_What you need to do_
Each record below should be written out again exactly.

Top of Excerpted records

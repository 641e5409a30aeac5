use serde::Deserialize;

#[derive(Debug, Clone, Default, Deserialize)]
#[serde(default)]
pub struct Settings {
    pub harvest: HarvestSettings,
    pub webdriver: WebdriverSettings,
    pub export: ExportSettings,
}

#[derive(Debug, Clone, Deserialize)]
#[serde(default)]
pub struct HarvestSettings {
    /// Page URL template, `{page}` is replaced with the 1-based page index.
    pub base_url: String,
    pub max_pages: u32,
    pub min_delay_secs: f64,
    pub max_delay_secs: f64,
    /// Newline-delimited list of proxy addresses. Absent means direct connection.
    pub identity_pool_source: Option<String>,
}

#[derive(Debug, Clone, Deserialize)]
#[serde(default)]
pub struct WebdriverSettings {
    pub server_url: String,
    pub headless: bool,
    pub page_timeout_secs: u64,
    pub poll_interval_millis: u64,
}

#[derive(Debug, Clone, Deserialize)]
#[serde(default)]
pub struct ExportSettings {
    pub output_file: String,
    pub embed_images: bool,
    pub image_fetch_timeout_secs: u64,
    pub thumbnail_scale: f64,
}

impl Default for HarvestSettings {
    fn default() -> Self {
        HarvestSettings {
            base_url: "https://www.newegg.com/p/pl?d=graphics+card&page={page}".to_string(),
            max_pages: 3,
            min_delay_secs: 2.0,
            max_delay_secs: 6.0,
            identity_pool_source: None,
        }
    }
}

impl Default for WebdriverSettings {
    fn default() -> Self {
        WebdriverSettings {
            server_url: "http://localhost:9515".to_string(),
            headless: false,
            page_timeout_secs: 15,
            poll_interval_millis: 500,
        }
    }
}

impl Default for ExportSettings {
    fn default() -> Self {
        ExportSettings {
            output_file: "newegg_gpus.xlsx".to_string(),
            embed_images: false,
            image_fetch_timeout_secs: 10,
            thumbnail_scale: 0.5,
        }
    }
}

pub fn get_configuration() -> Result<Settings, config::ConfigError> {
    config::Config::builder()
        .add_source(config::File::with_name("harvest").required(false))
        .add_source(
            config::Environment::with_prefix("HARVEST")
                .separator("__")
                .try_parsing(true),
        )
        .build()?
        .try_deserialize()
}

Bottom of Excerpted records

_Response to the task_
repository 641e5409a30aeac5
use serde::Deserialize;

#[derive(Debug, Clone, Default, Deserialize)]
#[serde(default)]
pub struct Settings {
    pub harvest: HarvestSettings,
    pub webdriver: WebdriverSettings,
    pub export: ExportSettings,
}

#[derive(Debug, Clone, Deserialize)]
#[serde(default)]
pub struct HarvestSettings {
    /// Page URL template, `{page}` is replaced with the 1-based page index.
    pub base_url: String,
    pub max_pages: u32,
    pub min_delay_secs: f64,
    pub max_delay_secs: f64,
    /// Newline-delimited list of proxy addresses. Absent means direct connection.
    pub identity_pool_source: Option<String>,
}

#[derive(Debug, Clone, Deserialize)]
#[serde(default)]
pub struct WebdriverSettings {
    pub server_url: String,
    pub headless: bool,
    pub page_timeout_secs: u64,
    pub poll_interval_millis: u64,
}

#[derive(Debug, Clone, Deserialize)]
#[serde(default)]
pub struct ExportSettings {
    pub output_file: String,
    pub embed_images: bool,
    pub image_fetch_timeout_secs: u64,
    pub thumbnail_scale: f64,
}

impl Default for HarvestSettings {
    fn default() -> Self {
        HarvestSettings {
            base_url: "https://www.newegg.com/p/pl?d=graphics+card&page={page}".to_string(),
            max_pages: 3,
            min_delay_secs: 2.0,
            max_delay_secs: 6.0,
            identity_pool_source: None,
        }
    }
}

impl Default for WebdriverSettings {
    fn default() -> Self {
        WebdriverSettings {
            server_url: "http://localhost:9515".to_string(),
            headless: false,
            page_timeout_secs: 15,
            poll_interval_millis: 500,
        }
    }
}

impl Default for ExportSettings {
    fn default() -> Self {
        ExportSettings {
            output_file: "newegg_gpus.xlsx".to_string(),
            embed_images: false,
            image_fetch_timeout_secs: 10,
            thumbnail_scale: 0.5,
        }
    }
}

pub fn get_configuration() -> Result<Settings, config::ConfigError> {
    config::Config::builder()
        .add_source(config::File::with_name("harvest").required(false))
        .add_source(
            config::Environment::with_prefix("HARVEST")
                .separator("__")
                .try_parsing(true),
        )
        .build()?
        .try_deserialize()
}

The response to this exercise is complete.